Aircraft are required to ground taxi between locations on airfields. An example is taxiing between a runway and the location (e.g. terminal gate) at which the aircraft's passengers are to board or disembark. Typically, such taxiing is achieved by using the thrust from the aircraft's engines to propel the aircraft forwards so that the landing gear wheels are caused to rotate. Since ground taxi speeds are necessarily relatively low, the engines must be run at a very low power. This means that there is a relatively high fuel consumption as a result of the poor propulsion efficiency at this low power. This leads to an increased level of both atmospheric and noise pollution locally around airports. Moreover, even when the engines are run at low power it is generally necessary to apply the wheel brakes to limit ground taxi speeds, leading to a high degree of brake wear.
Reversing of a civil aircraft, e.g. away from a terminal gate, using its main engines is not permitted.

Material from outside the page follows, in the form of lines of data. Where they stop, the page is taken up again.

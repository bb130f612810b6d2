use std::fmt;
use std::path::PathBuf;
use thiserror::Error;

/// Part of a ticket record that can be absent from a datafile.
#[derive(Debug, Clone, Copy, PartialEq, Eq)]
pub enum Section {
    Event,
    Date,
    Name,
    Location,
    /// The datafile holds no ticket records at all.
    Records,
}

#[derive(Debug, Clone, Copy, PartialEq, Eq)]
pub enum DateField {
    Day,
    Month,
    Year,
}

impl fmt::Display for DateField {
    fn fmt(&self, f: &mut fmt::Formatter<'_>) -> fmt::Result {
        let name = match self {
            DateField::Day => "Day",
            DateField::Month => "Month",
            DateField::Year => "Year",
        };
        f.write_str(name)
    }
}

/// Everything that can abort loading a ticket datafile.
#[derive(Error, Debug)]
pub enum TicketError {
    #[error("Datafile not found: {}", path.display())]
    SourceNotFound { path: PathBuf },

    #[error("Datafile is missing information")]
    MissingInformation { section: Section },

    #[error("InvalidDateException: {field} value is invalid")]
    InvalidDate { field: DateField, value: String },

    #[error("NoSuchLocationException: Box or Zone value is invalid")]
    InvalidLocation { zone: String, box_id: String },

    #[error("Datafile could not be read: {0}")]
    Read(#[from] csv::Error),
}

impl TicketError {
    pub fn missing(section: Section) -> Self {
        Self::MissingInformation { section }
    }

    pub fn invalid_date(field: DateField, value: impl Into<String>) -> Self {
        Self::InvalidDate {
            field,
            value: value.into(),
        }
    }

    pub fn invalid_location(zone: impl Into<String>, box_id: impl Into<String>) -> Self {
        Self::InvalidLocation {
            zone: zone.into(),
            box_id: box_id.into(),
        }
    }
}

pub type Result<T> = std::result::Result<T, TicketError>;

#[test]
fn messages_are_fixed() {
    assert_eq!(
        TicketError::missing(Section::Name).to_string(),
        "Datafile is missing information"
    );
    assert_eq!(
        TicketError::invalid_location("Q", "1").to_string(),
        "NoSuchLocationException: Box or Zone value is invalid"
    );
    assert_eq!(
        TicketError::invalid_date(DateField::Month, "13").to_string(),
        "InvalidDateException: Month value is invalid"
    );
}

When reversing is necessary, or in other situations where ground taxiing via main engine thrust is not practicable, tow trucks are used to manoeuvre aircraft around. This process is laborious and costly.
There is therefore a need for a drive system to power the wheels of an aircraft landing gear during ground taxi operations. There is also a desire to use such a drive system to pre-spin the wheels prior to landing, and/or for applying braking torque to the rotating wheel(s) by converting kinetic energy to electrical energy using the drive system motor as a generator.
Several autonomous ground taxi systems for both driving the wheels while the aircraft is on the ground and spinning them up prior to landing have been proposed in recent years. An example is disclosed in U.S.2006/0065779, which proposes a powered nose aircraft wheel system in which a clutch is used to switch between a mode in which the wheel can spin freely and a mode in which the wheel can be driven by an electric motor. The clutch can also operate to enable the motor to pre-spin the wheel prior to landing.
A prior art arrangement which is not restricted to nose landing gears is described in WO2011/023505. The disclosed system uses an actuator to move a drive pinion in and out of driving engagement with a driven gear mounted to the wheel hub. WO2014/023939 describes a further prior art arrangement, similar in many respects to WO2011/023505, in which one of the drive pinion and the driven gear comprises a sprocket, and the other of the drive pinion and the driven gear comprises a series of rollers arranged to form a ring, each roller being rotatable about a roller axis at a fixed distance from an axis of rotation of the drive pinion or driven gear, respectively.